The artist Frank Badur (born 1944 in Oranienburg, Germany) has created a body of paintings and drawings that have earned him the right to be dubbed an “international artist.” He not only has had many exhibitions in Europe and America (including Zurich, Berlin, Budapest, London, Hafnarbourg (Iceland), New York, St. Louis, and Mexico), his art is also characterized by an international approach.
Classified as geometric abstraction in the broadest sense, his works are based on the reductionism of American Minimal Art and on ideas borrowed from Asian philosophy. In his exploration of the core themes of proportion, harmony, and time, he translates concrete visual impressions of urban space and experiences with nature in Finland (Badur’s second home since 1973) into an autonomous language of colors. His early works were heavily influenced by Swiss art, especially Richard Paul Lohse’s pictorial compositions.
Badur studied art in Berlin from 1963 to 1969. In the late 1960s, he got to know Lohse and became fascinated by his concept of a non-hierarchical pictorial structure. In 1982, he spent several months in the US, thanks to two grants. This experience had a lasting impact on Badur’s art. He began exploring the work of Donald Judd, Richard Serra, Agnes Martin, and Robert Ryman, while he also became fascinated by the vital interest of his fellow artists in America in artifacts from other cultures. This encouraged him to break with the strict principles of Concrete Art and the symmetry that had been characteristic for his pictures up to this time.
Three of the works by Badur in the collection of the Museum Haus Konstruktiv show the angular forms that he began to develop already in the 1980s, inspired by his journey to the US. In an interview with Wita Noack in 2012, the artist said: “The angles are the result of an intuitive inspiration, probably to help me break away from the austerity of the vertical. Only two colors interact with each other in these pictures. The works have the potential to invoke the impression of architecture or of a couple, in which one is putting an arm around the other protectively – a right-angled, bi-colored Yin and Yang.”

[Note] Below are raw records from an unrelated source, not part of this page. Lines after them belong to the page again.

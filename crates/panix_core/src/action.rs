//! Player actions as data.
//!
//! Every mutation a player (or a script) can make is an [`Action`]. Scenario
//! files, the headless protocol and the determinism harness all drive a
//! [`Game`] through [`Game::apply`], so a recorded action list replays to
//! the same state.

use serde::{Deserialize, Serialize};

use crate::error::ActionResult;
use crate::game::Game;
use crate::hex::HexCoord;

/// A single player action or time step.
///
/// # Example RON
///
/// ```ron
/// [
///     AddResource(resource: "iron", amount: 100.0),
///     Craft(component: "chassis"),
///     Deploy(q: 3, r: 1),
///     Tick(ms: 1000.0),
/// ]
/// ```
#[derive(Debug, Clone, PartialEq, Serialize, Deserialize)]
pub enum Action {
    /// Advance time.
    Tick {
        /// Elapsed milliseconds.
        ms: f64,
    },
    /// Craft one component.
    Craft {
        /// Component id.
        component: String,
    },
    /// Assemble one drone.
    BuildDrone {
        /// Drone type id.
        drone_type: String,
    },
    /// Deploy a drone onto a tile.
    Deploy {
        /// Axial q.
        q: i32,
        /// Axial r.
        r: i32,
    },
    /// Recall a drone from a tile.
    Remove {
        /// Axial q.
        q: i32,
        /// Axial r.
        r: i32,
    },
    /// Place a structure.
    BuildStructure {
        /// Structure type id.
        structure_type: String,
        /// Axial q.
        q: i32,
        /// Axial r.
        r: i32,
    },
    /// Remove a structure.
    Demolish {
        /// Axial q.
        q: i32,
        /// Axial r.
        r: i32,
    },
    /// Grant resources directly.
    AddResource {
        /// Resource id.
        resource: String,
        /// Amount, may be fractional.
        amount: f64,
    },
}

impl Action {
    /// Short name for logs and error responses.
    #[must_use]
    pub const fn name(&self) -> &'static str {
        match self {
            Self::Tick { .. } => "tick",
            Self::Craft { .. } => "craft",
            Self::BuildDrone { .. } => "build_drone",
            Self::Deploy { .. } => "deploy",
            Self::Remove { .. } => "remove",
            Self::BuildStructure { .. } => "build_structure",
            Self::Demolish { .. } => "demolish",
            Self::AddResource { .. } => "add_resource",
        }
    }
}

impl Game {
    /// Apply one action. `now_ms` stamps structures built by it.
    ///
    /// # Errors
    ///
    /// Whatever the underlying manager rejects; the game is unchanged then.
    pub fn apply(&mut self, action: &Action, now_ms: u64) -> ActionResult {
        match action {
            Action::Tick { ms } => {
                self.tick(*ms);
                Ok(())
            }
            Action::Craft { component } => self.craft_component(component),
            Action::BuildDrone { drone_type } => self.build_drone(drone_type),
            Action::Deploy { q, r } => self.deploy_drone(HexCoord::new(*q, *r)),
            Action::Remove { q, r } => self.remove_drone(HexCoord::new(*q, *r)),
            Action::BuildStructure {
                structure_type,
                q,
                r,
            } => self.build_structure(structure_type, HexCoord::new(*q, *r), now_ms),
            Action::Demolish { q, r } => self.demolish_structure(HexCoord::new(*q, *r)),
            Action::AddResource { resource, amount } => {
                self.add_resource(resource, *amount);
                Ok(())
            }
        }
    }
}

#[cfg(test)]
mod tests {
    use super::*;
    use crate::error::ActionError;

    #[test]
    fn test_script_from_ron() {
        let script: Vec<Action> = ron::from_str(
            r#"[
                AddResource(resource: "iron", amount: 100.0),
                Craft(component: "chassis"),
                Tick(ms: 500.0),
            ]"#,
        )
        .unwrap();
        assert_eq!(script.len(), 3);
        assert_eq!(script[1].name(), "craft");

        let mut game = Game::default();
        for action in &script {
            game.apply(action, 0).unwrap();
        }
        assert_eq!(game.crafting().component("chassis"), 1);
        assert_eq!(game.resources().resource("iron"), 50);
    }

    #[test]
    fn test_apply_reports_errors() {
        let mut game = Game::default();
        let err = game
            .apply(&Action::Deploy { q: 0, r: 0 }, 0)
            .unwrap_err();
        assert_eq!(err, ActionError::NoDronesAvailable);
    }
}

The spirituality of Asian art, the role of nature in Japanese and Finnish culture, and the American inspirations – all of this is expressed in Badur’s works in the form of intuitive and harmonic color compositions. In his more recent works, these compositions are always laid out in a horizontal order, evoking a calming atmosphere – like the ocean visible from the Finnish island, where the artist has lived for the last 30 years.